7. Recent Advancements in Immunotherapy and Their Targets

The most widely used immunotherapy-based antitumor therapies include immune checkpoint blockade, tumor vaccines, immunomodulatory drugs targeting T cells, cytokines, adoptive cell transfer immunotherapy, oncolytic immunotherapy, small molecule immunotherapy and other therapies [168, 317, 318].

7.1 Immune Checkpoint Blockade/ICIs

Discovery of ICIs has been considered as a significant milestone in the arena of cancer therapy. ICIs have achieved tremendous positive therapeutic outcome in the different cancers like RCC, lung cancer, melanoma and CRC [317]. The checkpoint proteins for ICIs involve PD-L1/PD-1, LAG-3, CTLA-4, T cell immunoglobulin, mucin domain 3, and glucocorticoid stimulated tumor necrosis factor receptor associated proteins. In regular conditions, these molecules are properly expressed after the proper activation of immune system regulating the immune response. The adverse immune feedback generated from the cancer cells is utilized for generating the immunosuppressive microenvironment by causing over-expression of the immune checkpoint proteins like LAG-3 and PD-L1. Reports have indicated that PD-L1 is over-expressed in tumor and increases T lymphocytes apoptosis avoiding cancer cell recognition by the CTLs.

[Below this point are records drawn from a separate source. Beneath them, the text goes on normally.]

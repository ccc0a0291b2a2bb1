//! Fullscreen display mode switching.

use crate::display::error::ModeSwitchError;
use crate::display::platform::{DisplayPlatform, DisplaySettings};

/// `DISP_CHANGE_*` outcome codes.
pub mod disp_change {
    pub const SUCCESSFUL: i32 = 0;
    pub const RESTART: i32 = 1;
    pub const FAILED: i32 = -1;
    pub const BADMODE: i32 = -2;
    pub const NOTUPDATED: i32 = -3;
    pub const BADFLAGS: i32 = -4;
    pub const BADPARAM: i32 = -5;
}

impl ModeSwitchError {
    /// Translate an OS change code. `None` means the change succeeded.
    #[must_use]
    pub const fn from_code(code: i32) -> Option<Self> {
        match code {
            disp_change::SUCCESSFUL => None,
            disp_change::BADFLAGS => Some(Self::BadFlags),
            disp_change::FAILED => Some(Self::ChangeFailed),
            disp_change::BADMODE => Some(Self::BadMode),
            other => Some(Self::Unknown(other)),
        }
    }
}

/// Settings for a mode switch. A refresh rate of zero means "OS default"
/// and is not sent.
#[must_use]
pub const fn settings_for(width: u32, height: u32, bpp: u32, refresh_hz: u32) -> DisplaySettings {
    DisplaySettings {
        width,
        height,
        bits_per_pixel: bpp,
        refresh_hz: if refresh_hz == 0 { None } else { Some(refresh_hz) },
    }
}

/// Switch the physical display. Any error is terminal for the current
/// create attempt.
pub fn apply_mode<P: DisplayPlatform + ?Sized>(
    platform: &mut P,
    width: u32,
    height: u32,
    bpp: u32,
    refresh_hz: u32,
) -> Result<(), ModeSwitchError> {
    let settings = settings_for(width, height, bpp, refresh_hz);
    match ModeSwitchError::from_code(platform.change_display_settings(&settings)) {
        None => {
            log::info!("display mode set to {}x{}x{} @ {}Hz", width, height, bpp, refresh_hz);
            Ok(())
        }
        Some(err) => {
            log::error!("{}", err);
            Err(err)
        }
    }
}

/// Restore the default display configuration. Failures are logged only.
pub fn reset_mode<P: DisplayPlatform + ?Sized>(platform: &mut P) {
    let code = platform.reset_display_settings();
    if let Some(err) = ModeSwitchError::from_code(code) {
        log::warn!("display mode reset reported: {}", err);
    }
}

#[cfg(test)]
mod tests {
    use super::*;
    use crate::display::mock::MockPlatform;
    use rstest::rstest;

    #[rstest]
    #[case(disp_change::SUCCESSFUL, None)]
    #[case(disp_change::BADFLAGS, Some(ModeSwitchError::BadFlags))]
    #[case(disp_change::FAILED, Some(ModeSwitchError::ChangeFailed))]
    #[case(disp_change::BADMODE, Some(ModeSwitchError::BadMode))]
    #[case(disp_change::RESTART, Some(ModeSwitchError::Unknown(1)))]
    #[case(disp_change::NOTUPDATED, Some(ModeSwitchError::Unknown(-3)))]
    #[case(disp_change::BADPARAM, Some(ModeSwitchError::Unknown(-5)))]
    fn test_from_code(#[case] code: i32, #[case] expected: Option<ModeSwitchError>) {
        assert_eq!(ModeSwitchError::from_code(code), expected);
    }

    #[test]
    fn test_zero_refresh_is_not_sent() {
        assert_eq!(settings_for(800, 600, 32, 0).refresh_hz, None);
        assert_eq!(settings_for(800, 600, 32, 75).refresh_hz, Some(75));
    }

    #[test]
    fn test_apply_mode_success() {
        let mut platform = MockPlatform::new();
        apply_mode(&mut platform, 800, 600, 32, 60).unwrap();
        let current = platform.current_display_settings().unwrap();
        assert_eq!(current.width, 800);
        assert_eq!(current.refresh_hz, Some(60));
    }

    #[test]
    fn test_apply_mode_failure() {
        let mut platform = MockPlatform::new().with_display_change_code(disp_change::BADMODE);
        assert_eq!(
            apply_mode(&mut platform, 800, 600, 32, 60),
            Err(ModeSwitchError::BadMode)
        );
        assert!(platform.current_display_settings().is_none());
    }

    #[test]
    fn test_reset_mode_is_idempotent() {
        let mut platform = MockPlatform::new();
        apply_mode(&mut platform, 640, 480, 16, 0).unwrap();
        reset_mode(&mut platform);
        reset_mode(&mut platform);
        assert!(platform.current_display_settings().is_none());
    }

    #[test]
    fn test_reset_mode_swallows_failure() {
        let mut platform = MockPlatform::new().with_reset_code(disp_change::FAILED);
        reset_mode(&mut platform);
    }
}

Hence, anti-PD-L1/PD-1 is utilized to restore the steps in the immune response [317]. ICIs refer to the monoclonal antibodies which act by preventing this immunosuppression by inhibiting the involvement of these checkpoint molecules strengthening the immune response [319]. By inhibiting the immunosuppressive signals, the checkpoint inhibitors can improve body’s anticancer immune response [320].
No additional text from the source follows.